» Supplied data:

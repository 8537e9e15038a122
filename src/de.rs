//! The decode engine: structural dispatch over an explicit frame stack.
//!
//! Every structural decode (record, collection, union, singleton) pushes a [`Frame`].
//! A frame counts the logical elements consumed so far: one per primitive column, one
//! per nested structure once it completes. Completing a structure pops its frame and
//! advances the new top frame by exactly one.

use std::io::Read;

use smallvec::SmallVec;

use crate::cursor::ColumnCursor;
use crate::error::{Error, Location};
use crate::header::{HeaderMap, resolve_headers};
use crate::options::Options;
use crate::parse_scalars::{parse_count, parse_null, parse_primitive};
use crate::schema::{Category, Fields, Schema, SchemaKind};
use crate::value::Value;

/// Upper bound on capacity reserved from a declared collection size.
const PREALLOCATION_LIMIT: usize = 1024;

/// Largest declared size of a collection whose elements read no column.
const ZERO_WIDTH_LIMIT: usize = 1 << 16;

#[derive(Debug)]
struct Frame<'a> {
    category: Category,
    /// Logical elements consumed so far.
    position: usize,
    headers: Option<&'a HeaderMap>,
}

pub(crate) struct Decoder<'a, R: Read> {
    cursor: ColumnCursor<R>,
    options: &'a Options,
    frames: SmallVec<[Frame<'a>; 16]>,
}

impl<'a, R: Read> Decoder<'a, R> {
    pub(crate) fn new(cursor: ColumnCursor<R>, options: &'a Options) -> Self {
        Self {
            cursor,
            options,
            frames: SmallVec::new(),
        }
    }

    fn push(&mut self, category: Category, headers: Option<&'a HeaderMap>) -> Result<(), Error> {
        if self.frames.len() >= self.options.max_depth {
            return Err(Error::DepthLimitExceeded {
                depth: self.options.max_depth,
                location: self.cursor.location(),
            });
        }
        log::trace!("enter {category:?} at depth {}", self.frames.len());
        self.frames.push(Frame {
            category,
            position: 0,
            headers,
        });
        Ok(())
    }

    /// Complete the top structure: pop it and count it as one element of its parent.
    fn pop(&mut self) {
        if let Some(frame) = self.frames.pop() {
            log::trace!("leave {:?} after {} element(s)", frame.category, frame.position);
        }
        self.advance();
    }

    fn advance(&mut self) {
        if let Some(frame) = self.frames.last_mut() {
            frame.position += 1;
        }
    }

    fn position(&self) -> usize {
        self.frames.last().map_or(0, |frame| frame.position)
    }

    fn headers(&self) -> Option<&'a HeaderMap> {
        self.frames.last().and_then(|frame| frame.headers)
    }

    /// Decode one logical element described by `schema`.
    ///
    /// `headers` is the resolved header subtree when the element is a nested record
    /// in header mode.
    pub(crate) fn decode_element(
        &mut self,
        schema: &Schema,
        headers: Option<&'a HeaderMap>,
    ) -> Result<Value, Error> {
        match schema.kind() {
            SchemaKind::Optional(inner) => {
                let null = &self.options.null_string;
                let (is_null, width) = match headers {
                    Some(group) => {
                        let width = group.column_span();
                        (self.cursor.is_null_run(null, width), width)
                    }
                    None => (self.cursor.is_null_token(null), 1),
                };
                if is_null {
                    self.decode_null(width)
                } else {
                    self.decode_element(inner, headers)
                }
            }
            kind => match schema.category() {
                Some(_) => self.decode_structure(schema, headers),
                None => {
                    let location = self.cursor.location();
                    let raw = self.cursor.read_column()?;
                    let value = parse_primitive(raw, kind, self.options)
                        .ok_or_else(|| Error::unsupported(schema.name(), "not a primitive"))?
                        .map_err(|err| err.with_location(location))?;
                    self.advance();
                    Ok(value)
                }
            },
        }
    }

    /// Consume `width` null sentinels as one absent element.
    fn decode_null(&mut self, width: usize) -> Result<Value, Error> {
        for _ in 0..width {
            let location = self.cursor.location();
            let raw = self.cursor.read_column()?;
            parse_null(raw, &self.options.null_string).map_err(|err| err.with_location(location))?;
        }
        self.advance();
        Ok(Value::Null)
    }

    /// Pick the strategy for a structural descriptor and run it inside its own frame.
    pub(crate) fn decode_structure(
        &mut self,
        schema: &Schema,
        headers: Option<&'a HeaderMap>,
    ) -> Result<Value, Error> {
        let Some(category) = schema.category() else {
            return Err(Error::unsupported(schema.name(), "no structural category")
                .with_location(self.cursor.location()));
        };
        self.push(category, headers)?;
        let value = match category {
            Category::Record | Category::OpenRecord => self.decode_record(schema)?,
            Category::Sequence | Category::Mapping => self.decode_collection(schema)?,
            Category::Singleton => Value::Unit,
            Category::TaggedUnion => self.decode_union(schema)?,
        };
        self.pop();
        Ok(value)
    }

    fn decode_record(&mut self, schema: &Schema) -> Result<Value, Error> {
        let fields = schema
            .fields()
            .ok_or_else(|| Error::unsupported(schema.name(), "record without fields"))?;
        match self.headers() {
            Some(headers) => self.decode_record_with_headers(fields, headers),
            None => self.decode_record_in_order(fields),
        }
    }

    /// Fields follow the resolved header positions; unmapped columns are skipped.
    fn decode_record_with_headers(
        &mut self,
        fields: &Fields,
        headers: &'a HeaderMap,
    ) -> Result<Value, Error> {
        let mut values: Vec<(String, Value)> = Vec::with_capacity(headers.mapped());
        loop {
            let position = self.position();
            if position >= headers.width() || self.cursor.is_end_of_record() {
                break;
            }
            let Some(entry) = headers.get(position) else {
                self.skip_columns(1)?;
                continue;
            };
            let field = fields
                .get(entry.field)
                .ok_or_else(|| Error::msg(format!("header maps to missing field {}", entry.field)))?;
            let value = self.decode_element(field.schema(), entry.nested.as_ref())?;
            merge_field(&mut values, field.name(), value);
        }
        Ok(Value::Record(values))
    }

    /// Fields in declaration order, one after another.
    fn decode_record_in_order(&mut self, fields: &Fields) -> Result<Value, Error> {
        let mut values = Vec::with_capacity(fields.len());
        while let Some(field) = fields.get(self.position()) {
            let schema = field.schema();
            let value = if !self.cursor.is_end_of_record() || !consumes_columns(schema) {
                self.decode_element(schema, None)?
            } else if schema.is_optional() {
                self.advance();
                Value::Null
            } else {
                return Err(Error::underflow(fields.len(), values.len())
                    .with_location(self.cursor.location()));
            };
            values.push((field.name().to_owned(), value));
        }
        Ok(Value::Record(values))
    }

    /// Leading element count, then exactly that many elements (entries for maps).
    fn decode_collection(&mut self, schema: &Schema) -> Result<Value, Error> {
        let location = self.cursor.location();
        let raw = self.cursor.read_column()?;
        let count = parse_count(raw).map_err(|err| err.with_location(location))?;
        let zero_width = match schema.kind() {
            SchemaKind::Sequence(element) => !consumes_columns(element),
            SchemaKind::Mapping(key, value) => !consumes_columns(key) && !consumes_columns(value),
            _ => false,
        };
        if zero_width && count > ZERO_WIDTH_LIMIT {
            return Err(Error::value_format(raw, "collection size of zero-width elements")
                .with_location(location));
        }
        match schema.kind() {
            SchemaKind::Sequence(element) => {
                let mut items = Vec::with_capacity(count.min(PREALLOCATION_LIMIT));
                while self.position() < count {
                    self.ensure_columns(element, count, items.len())?;
                    items.push(self.decode_element(element, None)?);
                }
                Ok(Value::Seq(items))
            }
            SchemaKind::Mapping(key, value) => {
                let mut entries = Vec::with_capacity(count.min(PREALLOCATION_LIMIT));
                while self.position() < count.saturating_mul(2) {
                    self.ensure_columns(key, count, entries.len())?;
                    let k = self.decode_element(key, None)?;
                    self.ensure_columns(value, count, entries.len())?;
                    let v = self.decode_element(value, None)?;
                    entries.push((k, v));
                }
                Ok(Value::Map(entries))
            }
            _ => Err(Error::unsupported(schema.name(), "not a collection").with_location(location)),
        }
    }

    /// Fail with `StructuralUnderflow` if `schema` needs a column and none is left.
    fn ensure_columns(&self, schema: &Schema, expected: usize, found: usize) -> Result<(), Error> {
        if self.cursor.is_end_of_record() && consumes_columns(schema) {
            Err(Error::underflow(expected, found).with_location(self.cursor.location()))
        } else {
            Ok(())
        }
    }

    /// Discriminator column, then the payload of the variant it names.
    ///
    /// Without variant columns in the header the payload follows inline. With them,
    /// the selected variant is decoded from its own groups and the columns of every
    /// other variant are skipped.
    fn decode_union(&mut self, schema: &Schema) -> Result<Value, Error> {
        let SchemaKind::TaggedUnion(variants) = schema.kind() else {
            return Err(Error::unsupported(schema.name(), "not a tagged union"));
        };
        let location = self.cursor.location();
        let tag = self.cursor.read_column()?.to_owned();
        self.advance();
        let Some((index, variant)) = variants
            .index_of(&tag)
            .and_then(|index| Some((index, variants.by_index(index)?)))
        else {
            return Err(Error::UnknownVariantTag { raw: tag, location });
        };
        let payload = match self.headers() {
            Some(group) => self.decode_variant_columns(index, variant.schema(), group)?,
            None => self.decode_element(variant.schema(), None)?,
        };
        Ok(Value::Variant {
            tag,
            payload: Box::new(payload),
        })
    }

    fn decode_variant_columns(
        &mut self,
        selected: usize,
        schema: &Schema,
        group: &'a HeaderMap,
    ) -> Result<Value, Error> {
        let mut payload = None;
        for position in 0..group.width() {
            match group.get(position) {
                Some(entry) if entry.field == selected => match &entry.nested {
                    Some(columns) => {
                        let value = self.decode_element(schema, Some(columns))?;
                        payload = Some(match payload.take() {
                            Some(mut merged) => {
                                merge_value(&mut merged, value);
                                merged
                            }
                            None => value,
                        });
                    }
                    // Marker column of the variant.
                    None => self.skip_columns(1)?,
                },
                Some(entry) => {
                    let span = entry.nested.as_ref().map_or(1, HeaderMap::column_span);
                    self.skip_columns(span)?;
                }
                None => self.skip_columns(1)?,
            }
        }
        match payload {
            Some(payload) => Ok(payload),
            None if !consumes_columns(schema) => self.decode_element(schema, None),
            None if schema.without_optional().fields().is_some() => {
                self.advance();
                Ok(Value::Record(Vec::new()))
            }
            None => Err(Error::unsupported(schema.name(), "variant has no columns in the header")
                .with_location(self.cursor.location())),
        }
    }

    /// Consume up to `count` columns of the current record as one skipped element.
    fn skip_columns(&mut self, count: usize) -> Result<(), Error> {
        for _ in 0..count {
            if self.cursor.is_end_of_record() {
                break;
            }
            self.cursor.read_column()?;
        }
        self.advance();
        Ok(())
    }

    /// A list of rows: one element per record, no leading count.
    pub(crate) fn decode_rows(
        &mut self,
        element: &Schema,
        headers: Option<&'a HeaderMap>,
    ) -> Result<Value, Error> {
        self.push(Category::Sequence, None)?;
        let mut rows = Vec::new();
        loop {
            if self.options.ignore_empty_lines {
                self.cursor.read_empty_lines()?;
            }
            if self.cursor.is_done() {
                break;
            }
            rows.push(self.decode_element(element, headers)?);
            self.cursor.read_end_of_record()?;
        }
        self.pop();
        Ok(Value::Seq(rows))
    }

    /// Exactly one row; anything after it is an error.
    pub(crate) fn decode_single_row(
        &mut self,
        schema: &Schema,
        headers: Option<&'a HeaderMap>,
    ) -> Result<Value, Error> {
        if self.cursor.is_done() {
            return Err(Error::unexpected_end());
        }
        let value = self.decode_element(schema, headers)?;
        self.cursor.read_end_of_record()?;
        if self.options.ignore_empty_lines {
            self.cursor.read_empty_lines()?;
        }
        if !self.cursor.is_done() {
            return Err(Error::TrailingColumns {
                count: self.cursor.remaining(),
                location: self.cursor.location(),
            });
        }
        Ok(value)
    }

    pub(crate) fn location(&self) -> Location {
        self.cursor.location()
    }
}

» Activity: Begin at the top of the listing above and set down each line exactly. Stop after the line that contains "use crate::value::Value;".

» Result:
repository 8537e9e15038a122
filename src/de.rs
//! The decode engine: structural dispatch over an explicit frame stack.
//!
//! Every structural decode (record, collection, union, singleton) pushes a [`Frame`].
//! A frame counts the logical elements consumed so far: one per primitive column, one
//! per nested structure once it completes. Completing a structure pops its frame and
//! advances the new top frame by exactly one.

use std::io::Read;

use smallvec::SmallVec;

use crate::cursor::ColumnCursor;
use crate::error::{Error, Location};
use crate::header::{HeaderMap, resolve_headers};
use crate::options::Options;
use crate::parse_scalars::{parse_count, parse_null, parse_primitive};
use crate::schema::{Category, Fields, Schema, SchemaKind};
use crate::value::Value;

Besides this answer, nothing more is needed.